Why You Should Do NaNoWriMo… And Why You Shouldn’t

That title suffers a bit from multiple personalities, doesn’t it?

I know some people are on the fence about whether or not to do NaNoWriMo, and that’s a bad place to be because sitting on a fence is very unhealthy for you. Guaranteed hemorrhoids is all I’m saying. And then you have to go to the doctor and explain that. “Why the hemmorhoids?” the doctor asks, shrugging. “Sitting on a fence again,” you say. And then he chides you for your indecision and then has to shoot your butthole with a laser —

Okay, that’s probably not how they get rid of hemorrhoids but it’d be cool if they did. I mean, c’mon. Lasers should be involved in more things, not less. Except maybe buttholes? Hm.

You know what? I’m driving way off the road here, so let’s get back onto the asphalt.

Here, I will give unto thee reasons to partake in National Novel Writing Month…

…and reasons to avoid it like a hot cup of gonorrhea.

Ready? We begin.

Why You Should Partake

• It will teach you discipline and diligence.

• Writing every day will teach you a lot about writing, good and bad.

• Writing every day will teach you a lot about your own writing habits, good and bad.

• It’s goal-oriented. Writers live by deadlines.

• It’s geared explicitly toward finishing your shit, and finishing your shit is about the only single piece of writing advice you can really, genuinely count on to be true.

• It’s also community-driven — writing is quite explicitly an individual and often lonely endeavor, but this has the spirit of a creative word orgy. You come into the room, put your keys in the basket, lube up the ol’ story-makers, and start writing like a motherfucker. Community in this regard is a good way to feel less alone. It gives you shoulders to cry on, minds to bounce ideas off of, and ink-stained hands to high-five. It’s the closest you’re gonna get to a bunch of writers just humping the sweet hell out of each other, unless you’ve spent any time at Harlan Ellison’s love ranch.
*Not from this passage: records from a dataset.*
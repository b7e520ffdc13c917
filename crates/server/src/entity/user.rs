//! User entity - one row per email that has completed a login.

use sea_orm::entity::prelude::*;
use serde::{Deserialize, Serialize};

#[derive(Clone, Debug, PartialEq, DeriveEntityModel, Serialize, Deserialize)]
#[sea_orm(table_name = "user")]
pub struct Model {
    #[sea_orm(primary_key, auto_increment = false)]
    pub id: String,
    #[sea_orm(unique)]
    pub email: String,
}

#[derive(Copy, Clone, Debug, EnumIter, DeriveRelation)]
pub enum Relation {}

impl ActiveModelBehavior for ActiveModel {}
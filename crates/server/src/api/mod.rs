//! HTTP surface.
//!
//! - `health` - Health check endpoint (/healthz)
//! - `theme` - Issuer theme document (/theme)
//! - `openapi` - OpenAPI/Utoipa configuration (/api-docs)
//!
//! Login routes live in [`crate::oauth2`]; every other path falls through to
//! the issuer.

pub mod health;
pub mod openapi;
pub mod theme;

pub use health::MISC_TAG;

use crate::AppResources;
use crate::issuer::delegate;
use crate::oauth2;
use axum::Router;
use tower_http::{cors::CorsLayer, trace::TraceLayer};
use utoipa::OpenApi;
use utoipa_axum::{router::OpenApiRouter, routes};
use utoipa_redoc::{Redoc, Servable};

/// Build the complete application router.
pub fn router(resources: AppResources) -> Router {
    let session_layer = oauth2::session::session_layer(resources.sessions.clone(), &resources.config.session);

    let (router, api) = OpenApiRouter::<AppResources>::with_openapi(openapi::ApiDoc::openapi())
        .merge(oauth2::router())
        .routes(routes!(health::health))
        .routes(routes!(theme::theme))
        .split_for_parts();

    router
        .fallback(delegate)
        .with_state(resources)
        .merge(Redoc::with_url("/api-docs", api))
        .layer(session_layer)
        .layer(CorsLayer::permissive())
        .layer(TraceLayer::new_for_http())
}

/// Starts the web server on the configured listen address.
#[tracing::instrument(skip(resources))]
pub async fn start_webserver(resources: AppResources) -> color_eyre::Result<()> {
    let addr = resources.config.listen_addr;
    let app = router(resources);

    let listener = tokio::net::TcpListener::bind(addr).await?;
    tracing::info!(%addr, "Server running");
    axum::serve(listener, app)
        .await
        .map_err(|e| color_eyre::Report::msg(format!("Failed to start server: {e}")))?;

    Ok(())
}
• I don’t know that Harlan Ellison has a love ranch, I’m just making that up. I’m clarifying this because Harlan seems like the kind of guy who would hunt me for my pelt if I angered him.

• But, I am saying that if anybody has a love ranch, I could believe Harlan Ellison has one.

• That or just a room where he sometimes goes to yell at cats. About how they’ve failed him.

• I think I need a love ranch.

• Okay, getting back on track now in 3, 2, 1 —

• Modern writing careers — successful ones, anyway — are increasingly predicated on producing a lot of content quickly, and, well, this is a good way to practice exactly that.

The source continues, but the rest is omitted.